In einer ersten Prognose im „Spiegel“ aus dem Jahr 2015 ist beispielsweise die Rede von einem echten Chaosspielplan mit einer deutlich zweistelligen Anzahl an englischen Wochen! Diesem Wahnsinn gilt es Einhalt zu gebieten! Wir werden uns nicht mit einem kleinen Bonbon, wie einer möglichen Abschaffung der erst im vergangenen Jahr neu geschaffenen Montagsspiele der ersten Liga, zufrieden geben. Sollte bei einer Abschaffung der Montagsspiele in der ersten Liga beispielsweise im Gegenzug eine neue, weitere fanunfreundliche Anstoßzeit geschaffen und der Spieltag weiter zerstückelt werden, so ist niemandem geholfen. Das Problem der fanunfreundlichen Spieltagsansetzungen muss für alle betreffenden Ligen komplett auf den Prüfstand und in Gänze behoben werden.
Bereits in den vor einigen Monaten veröffentlichten und an DFB und die in der DFL organisierten Vereine übermittelten Positionspapieren der Fanszenen Deutschlands haben wir folgende Forderungen aufgestellt, von denen wir nicht abweichen werden:

 

  • die komplette Abschaffung der „Englischen Wochen“ mit Spielansetzungen von Dienstag bis Donnerstag
  • die komplette Abschaffung der „Montagsspiele“
  • bei Spielen am Freitag, sowie innerhalb der Woche im DFB-Pokal kein Anpfiff vor 19:30 Uhr
  • kein Anpfiff vor 14 Uhr an Samstagen und Sonntagen
  • die konsequente Einhaltung der sogenannten „300km-Regel“, wonach die Spielorte zweier Vereine die nicht an einem Samstag gegeneinander spielen, maximal 300km voneinander entfernt liegen sollen

 

Wie die Anstoßzeiten in den kommenden Spielzeiten gestaltet werden, liegt auch in unserer Hand. Als Fans und Mitglieder haben wir ein Recht darauf zu erfahren, wie unsere Vereinsvertreter auf DFL-Sitzungen entscheiden. Nur mit umfangreicher Transparenz kann Abstimmungen und dubiosen Deals in Hinterzimmern entgegengewirkt werden.
Am 13.Spieltag hat die DFL erneut ein Erstligaspiel auf den Montagabend gelegt, zudem findet in der 3. Liga unter der Regie des DFB, wie fast jeden Montag, eine Partie statt. Am Wochenende rund um diesen Spieltag wird es daher zu bundesweiten Protesten in den Fankurven kommen:

Wir werden die komplette erste Halbzeit auf organisierten Support verzichten.
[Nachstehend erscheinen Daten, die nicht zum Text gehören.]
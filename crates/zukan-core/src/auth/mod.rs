//! Auth collaborator client.
//!
//! Treated as an opaque gate: signing in yields a session whose user id
//! is the owner identity used to scope stored media. Session handling
//! beyond sign-in/sign-out/refresh is out of scope.

use std::fmt;
use std::sync::Mutex;

use reqwest::{Client, RequestBuilder, StatusCode};
use serde::{Deserialize, Serialize};
use thiserror::Error;

use crate::util::{compact_text, unix_timestamp_now};

const EXPIRY_SKEW_SECONDS: i64 = 60;

/// The signed-in user, as reported by the auth collaborator.
#[derive(Debug, Clone, PartialEq, Eq, Serialize, Deserialize)]
pub struct AuthUser {
    /// Owner identity used to namespace stored media
    pub id: String,
    pub email: Option<String>,
}

/// An authenticated session.
#[derive(Clone, PartialEq, Eq, Serialize, Deserialize)]
pub struct AuthSession {
    pub access_token: String,
    pub refresh_token: String,
    pub expires_at: i64,
    pub user: AuthUser,
}

impl AuthSession {
    #[must_use]
    pub fn is_expired(&self) -> bool {
        self.expires_at <= unix_timestamp_now() + EXPIRY_SKEW_SECONDS
    }

    /// Owner identity for storage path scoping.
    #[must_use]
    pub fn identity(&self) -> &str {
        &self.user.id
    }
}

impl fmt::Debug for AuthSession {
    fn fmt(&self, formatter: &mut fmt::Formatter<'_>) -> fmt::Result {
        formatter
            .debug_struct("AuthSession")
            .field("access_token", &"[REDACTED]")
            .field("refresh_token", &"[REDACTED]")
            .field("expires_at", &self.expires_at)
            .field("user", &self.user)
            .finish()
    }
}

#[derive(Debug, Error)]
pub enum AuthError {
    #[error("Auth is not configured for this build.")]
    NotConfigured,
    #[error("Invalid auth configuration: {0}")]
    InvalidConfiguration(&'static str),
    #[error("HTTP request failed: {0}")]
    Http(#[from] reqwest::Error),
    #[error("Failed to parse JSON payload: {0}")]
    Json(#[from] serde_json::Error),
    #[error("Auth API error: {0}")]
    Api(String),
    #[error("Session storage error: {0}")]
    SessionStorage(String),
}

pub type AuthResult<T> = Result<T, AuthError>;

/// Seam for persisting sessions between runs.
pub trait SessionPersistence: Send + Sync + 'static {
    fn load_session(&self) -> AuthResult<Option<AuthSession>>;
    fn save_session(&self, session: &AuthSession) -> AuthResult<()>;
    fn clear_session(&self) -> AuthResult<()>;
}

/// Process-lifetime session store.
///
/// The desktop app keeps the session in memory only; a signed-in user
/// signs in again on the next launch.
#[derive(Debug, Default)]
pub struct MemorySessionStore {
    session: Mutex<Option<AuthSession>>,
}

impl MemorySessionStore {
    #[must_use]
    pub fn new() -> Self {
        Self::default()
    }

    fn lock(&self) -> AuthResult<std::sync::MutexGuard<'_, Option<AuthSession>>> {
        self.session
            .lock()
            .map_err(|_| AuthError::SessionStorage("Session lock poisoned".to_string()))
    }
}

impl SessionPersistence for MemorySessionStore {
    fn load_session(&self) -> AuthResult<Option<AuthSession>> {
        Ok(self.lock()?.clone())
    }

    fn save_session(&self, session: &AuthSession) -> AuthResult<()> {
        *self.lock()? = Some(session.clone());
        Ok(())
    }

    fn clear_session(&self) -> AuthResult<()> {
        *self.lock()? = None;
        Ok(())
    }
}

/// Token client for the auth collaborator.
#[derive(Clone)]
pub struct AuthClient<S: SessionPersistence> {
    auth_url: String,
    api_key: String,
    client: Client,
    store: S,
}

impl<S: SessionPersistence> AuthClient<S> {
    pub fn new(url: impl AsRef<str>, api_key: impl Into<String>, store: S) -> AuthResult<Self> {
        let auth_url = normalize_auth_url(url.as_ref())?;
        let api_key = api_key.into().trim().to_string();
        if api_key.is_empty() {
            return Err(AuthError::InvalidConfiguration(
                "Auth API key must not be empty",
            ));
        }

        Ok(Self {
            auth_url,
            api_key,
            client: Client::builder().build()?,
            store,
        })
    }

    /// Restore a persisted session, refreshing it when expired.
    pub async fn restore_session(&self) -> AuthResult<Option<AuthSession>> {
        let Some(stored_session) = self.store.load_session()? else {
            return Ok(None);
        };

        if !stored_session.is_expired() {
            return Ok(Some(stored_session));
        }

        match self.refresh_session(&stored_session.refresh_token).await {
            Ok(refreshed) => {
                self.store.save_session(&refreshed)?;
                Ok(Some(refreshed))
            }
            Err(error) => {
                tracing::warn!("Failed to refresh persisted session: {}", error);
                self.store.clear_session()?;
                Ok(None)
            }
        }
    }

    pub async fn sign_in(&self, email: &str, password: &str) -> AuthResult<AuthSession> {
        validate_credentials(email, password)?;

        let payload = serde_json::json!({
            "email": email,
            "password": password,
        });
        let request = self.public_request(
            self.client
                .post(format!("{}/token", self.auth_url))
                .query(&[("grant_type", "password")])
                .json(&payload),
        );

        let session = self.send_session_request(request).await?;
        self.store.save_session(&session)?;
        Ok(session)
    }

    pub async fn refresh_session(&self, refresh_token: &str) -> AuthResult<AuthSession> {
        if refresh_token.trim().is_empty() {
            return Err(AuthError::InvalidConfiguration(
                "Refresh token must not be empty",
            ));
        }

        let payload = serde_json::json!({
            "refresh_token": refresh_token,
        });
        let request = self.public_request(
            self.client
                .post(format!("{}/token", self.auth_url))
                .query(&[("grant_type", "refresh_token")])
                .json(&payload),
        );
        self.send_session_request(request).await
    }

    pub async fn sign_out(&self, access_token: &str) -> AuthResult<()> {
        let request = self
            .client
            .post(format!("{}/logout", self.auth_url))
            .header("apikey", &self.api_key)
            .bearer_auth(access_token);

        let response = request.send().await?;
        if !(response.status().is_success() || response.status() == StatusCode::UNAUTHORIZED) {
            let status = response.status();
            let body = response.text().await.unwrap_or_default();
            return Err(AuthError::Api(format!(
                "Sign-out failed with HTTP {}: {}",
                status.as_u16(),
                compact_text(&body)
            )));
        }

        self.store.clear_session()?;
        Ok(())
    }

    fn public_request(&self, request: RequestBuilder) -> RequestBuilder {
        request.header("apikey", &self.api_key)
    }

    async fn send_session_request(&self, request: RequestBuilder) -> AuthResult<AuthSession> {
        let response = request.send().await?;
        if !response.status().is_success() {
            let status = response.status();
            let body = response.text().await.unwrap_or_default();
            return Err(AuthError::Api(format!(
                "Auth request failed with HTTP {}: {}",
                status.as_u16(),
                compact_text(&body)
            )));
        }
        let payload = response.json::<AuthResponsePayload>().await?;
        payload.into_session()
    }
}

pub fn normalize_auth_url(url: &str) -> AuthResult<String> {
    let trimmed = url.trim().trim_end_matches('/');
    if trimmed.is_empty() {
        return Err(AuthError::InvalidConfiguration(
            "Auth URL must not be empty",
        ));
    }
    if !(trimmed.starts_with("http://") || trimmed.starts_with("https://")) {
        return Err(AuthError::InvalidConfiguration(
            "Auth URL must include http:// or https://",
        ));
    }
    Ok(trimmed.to_string())
}

fn validate_credentials(email: &str, password: &str) -> AuthResult<()> {
    if email.trim().is_empty() {
        return Err(AuthError::Api("Email is required".to_string()));
    }
    if password.trim().is_empty() {
        return Err(AuthError::Api("Password is required".to_string()));
    }
    Ok(())
}

#[derive(Debug, Deserialize)]
struct AuthResponsePayload {
    access_token: Option<String>,
    refresh_token: Option<String>,
    expires_at: Option<i64>,
    expires_in: Option<i64>,
    user: Option<AuthUser>,
}

impl AuthResponsePayload {
    fn into_session(self) -> AuthResult<AuthSession> {
        let expires_at = self.expires_at.or_else(|| {
            self.expires_in
                .map(|expires_in| unix_timestamp_now().saturating_add(expires_in))
        });

        match (self.access_token, self.refresh_token, expires_at, self.user) {
            (Some(access_token), Some(refresh_token), Some(expires_at), Some(user)) => {
                Ok(AuthSession {
                    access_token,
                    refresh_token,
                    expires_at,
                    user,
                })
            }
            _ => Err(AuthError::Api(
                "Auth response did not include enough session fields".to_string(),
            )),
        }
    }
}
Ein wirksamer Protest kann nur gemeinsam funktionieren. Selbstverständlich fällt es niemandem leicht, die eigene Mannschaft in dieser Zeit nicht zu unterstützen. Allerdings besteht die riesige Chance auf entscheidende Veränderungen, die den Fußball endlich wieder in eine positive Richtung lenken würden. Aus Kreisen der Vereine ist zu hören, dass die Abschaffung der Montagsspiele und englischen Wochen als durchaus realistisch eingeschätzt wird. Selbst das Montagsspiel der zweiten Liga steht zugunsten eines Alternativtermins am Samstagabend zur Diskussion. Also lasst uns aktiv werden und unseren Forderungen Nachdruck verleihen. Wir holen uns unser Spiel zurück!
Für den Beginn der zweiten Halbzeit haben wir eine kleine Aktion geplant, um dann geschlossen und kraftvoll mit dem Support zu starten. Bringt dazu bitte alle, wie es ohnehin üblich sein sollte, einen Schal mit und achtet auf die Ansagen der Vorsänger.